Puis écoutez le récit d'Amédée
Thierry, récit emprunté à Valère
Maxime, à Tite-Live, à Justin et à
Pausanias, et jugez :
«On était alors en automne, et durant le combat,
il s'était formé un de ces orages soudains, si
communs dans les hautes chaînes de l'Hellade ; il
éclata tout à coup, versant dans la montagne
des torrents de pluie et de grêle : les prêtres
et les devins attachés au temple d'Apollon se
saisirent d'un incident propre à frapper l'esprit
superstitieux des Grecs. L'oeil hagard et les cheveux
hérissés, l'esprit comme aliéné,
ils se répandirent dans la ville et dans les rangs de
l'armée, criant que le dieu était arrivé
: «Il est ici, disaient-ils, nous l'avons vu
s'élancer à travers la voûte du temple ;
elle s'est fendue sous ses pieds : deux vierges
armées, Minerve et Diane, l'accompagnent ; nous avons
entendu le sifflement de leurs arcs et le cliquetis de leurs
lances.

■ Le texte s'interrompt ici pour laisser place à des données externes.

use kmeans_lab_clustering::{KMeansError, KMeansParamsError};
use kmeans_lab_datasets::DatasetError;
use thiserror::Error;

pub type Result<T> = std::result::Result<T, SessionError>;

/// An operation the session refused. The session state is left as it was.
#[derive(Error, Debug, Clone)]
pub enum SessionError {
    #[error("Invalid hyperparameter: {0}")]
    InvalidParams(#[from] KMeansParamsError),
    #[error(transparent)]
    KMeans(#[from] KMeansError),
    #[error(transparent)]
    Dataset(#[from] DatasetError),
    #[error("Generate a dataset first")]
    NoDataset,
    #[error("Place at least one centroid first")]
    NoCentroids,
    #[error("Centroids can only be placed by hand with the Manual initialization method")]
    NotManual,
    #[error("The number of clusters follows the placed centroids in Manual mode")]
    ManualClusterCount,
    #[error("Auto-play needs a running tokio runtime")]
    NoRuntime,
}
use std::time::Duration;

use kmeans_lab_clustering::{KMeansInit, DEFAULT_MAX_N_ITERATIONS, DEFAULT_TOLERANCE};
use kmeans_lab_datasets::PointDistribution;
#[cfg(feature = "serde")]
use serde_crate::{Deserialize, Serialize};

/// Number of clusters of a fresh session, also restored when leaving `Manual` without any.
pub const DEFAULT_N_CLUSTERS: usize = 3;

/// Delay between two auto-play steps unless configured otherwise.
pub const DEFAULT_PLAY_INTERVAL: Duration = Duration::from_millis(500);

/// Settings of an interactive session, mirroring the control panel.
#[cfg_attr(
    feature = "serde",
    derive(Serialize, Deserialize),
    serde(crate = "serde_crate")
)]
#[derive(Clone, Debug, PartialEq)]
pub struct SessionConfig {
    /// Number of clusters for the automatic initialization methods
    pub n_clusters: usize,
    pub init: KMeansInit,
    /// Size of the datasets generated by `new_dataset` callers that use the defaults
    pub n_points: usize,
    pub distribution: PointDistribution,
    pub tolerance: f64,
    /// Cap of a run to convergence
    pub max_n_iterations: u64,
    pub play_interval: Duration,
    /// Seed of the session random generator. `None` draws one from system entropy.
    pub seed: Option<u64>,
}

impl Default for SessionConfig {
    fn default() -> Self {
        Self {
            n_clusters: DEFAULT_N_CLUSTERS,
            init: KMeansInit::Random,
            n_points: 200,
            distribution: PointDistribution::Uniform,
            tolerance: DEFAULT_TOLERANCE,
            max_n_iterations: DEFAULT_MAX_N_ITERATIONS,
            play_interval: DEFAULT_PLAY_INTERVAL,
            seed: None,
        }
    }
}

impl SessionConfig {
    pub fn with_n_clusters(mut self, n_clusters: usize) -> Self {
        self.n_clusters = n_clusters;
        self
    }

    pub fn with_init(mut self, init: KMeansInit) -> Self {
        self.init = init;
        self
    }

    pub fn with_n_points(mut self, n_points: usize) -> Self {
        self.n_points = n_points;
        self
    }

    pub fn with_distribution(mut self, distribution: PointDistribution) -> Self {
        self.distribution = distribution;
        self
    }

    pub fn with_tolerance(mut self, tolerance: f64) -> Self {
        self.tolerance = tolerance;
        self
    }

    pub fn with_max_n_iterations(mut self, max_n_iterations: u64) -> Self {
        self.max_n_iterations = max_n_iterations;
        self
    }

    pub fn with_play_interval(mut self, play_interval: Duration) -> Self {
        self.play_interval = play_interval;
        self
    }

    pub fn with_seed(mut self, seed: u64) -> Self {
        self.seed = Some(seed);
        self
    }
}
//! `kmeans-lab` is a playground for watching K-means clustering converge, one Lloyd iteration
//! at a time.
//!
//! ## The big picture
//!
//! The workspace is split the way classical ML toolkits usually are:
//!
//! * `kmeans-lab` (this crate) holds what every other crate shares: the [`Float`] bound,
//!   the [`ParamGuard`](param_guard::ParamGuard) hyperparameter checking trait, distance
//!   metrics and the crate-wide [`Error`](error::Error).
//! * `kmeans-lab-clustering` provides the steppable K-means engine together with its four
//!   centroid initialization strategies (random, farthest-first, k-means++ and manual).
//! * `kmeans-lab-datasets` generates the synthetic point clouds the playground starts from.
//! * `kmeans-lab-session` wraps the engine in a run-state machine (step, play, pause,
//!   converge, reset) that a user interface can drive and observe.
//!

pub mod distance;
pub mod error;
mod float;
pub mod param_guard;
pub mod prelude;

pub use float::Float;
pub use param_guard::ParamGuard;

use ndarray::{ArrayBase, Data, Dimension};

/// Returns an error naming `what` if any element of `values` is NaN or infinite.
pub fn ensure_finite<F: Float, S: Data<Elem = F>, I: Dimension>(
    values: &ArrayBase<S, I>,
    what: &'static str,
) -> error::Result<()> {
    if values.iter().all(|v| v.is_finite()) {
        Ok(())
    } else {
        Err(error::Error::NonFinite(what))
    }
}

#[cfg(test)]
mod tests {
    use super::*;
    use ndarray::array;

    #[test]
    fn finite_values_pass() {
        assert!(ensure_finite(&array![[0.0, 1.0], [0.5, 0.5]], "points").is_ok());
    }

    #[test]
    fn nan_is_rejected() {
        let res = ensure_finite(&array![[0.0, f64::NAN]], "points");
        assert!(matches!(res, Err(error::Error::NonFinite("points"))));
    }
}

Accourez, ô Grecs ! sur les pas de vos dieux,
si vous voulez partager leur victoire». Ce spectacle,
ces discours prononcés au bruit de la foudre, à
la lueur des éclairs, remplirent les Hellènes
d'un enthousiasme surnaturel ; ils se reforment en bataille
et se précipitent l'épée haute sur
l'ennemi. Les mêmes circonstances agissaient non moins
énergiquement, mais en sens contraire, sur les bandes
victorieuses : les Gaulois crurent reconnaître le
pouvoir d'une divinité, mais d'une divinité
irritée. La foudre, à plusieurs reprises, avait
frappé leurs bataillons, et ses détonations,
répétées par les échos,
produisaient autour d'eux un tel retentissement qu'ils
n'entendaient plus la voix de leurs chefs. Ceux qui
pénétrèrent dans l'intérieur du
temple avaient senti le pavé trembler sous leurs pas ;
ils avaient été saisis par une vapeur
épaisse et méphitique qui les consumait et les
faisait tomber dans un délire violent. Les historiens
rapportent qu'au milieu de ce désordre on vit
apparaître trois guerriers d'un aspect sinistre, d'une
stature plus qu'humaine, couverts de vieilles armures, et qui
frappèrent les Gaulois de leurs lances. Les Delphiens
reconnurent, dit-on, les ombres de trois héros,
Hypérocus et Laodocus, dont les tombeaux
étaient voisins du temple, et Pyrrhus, fils d'Achille.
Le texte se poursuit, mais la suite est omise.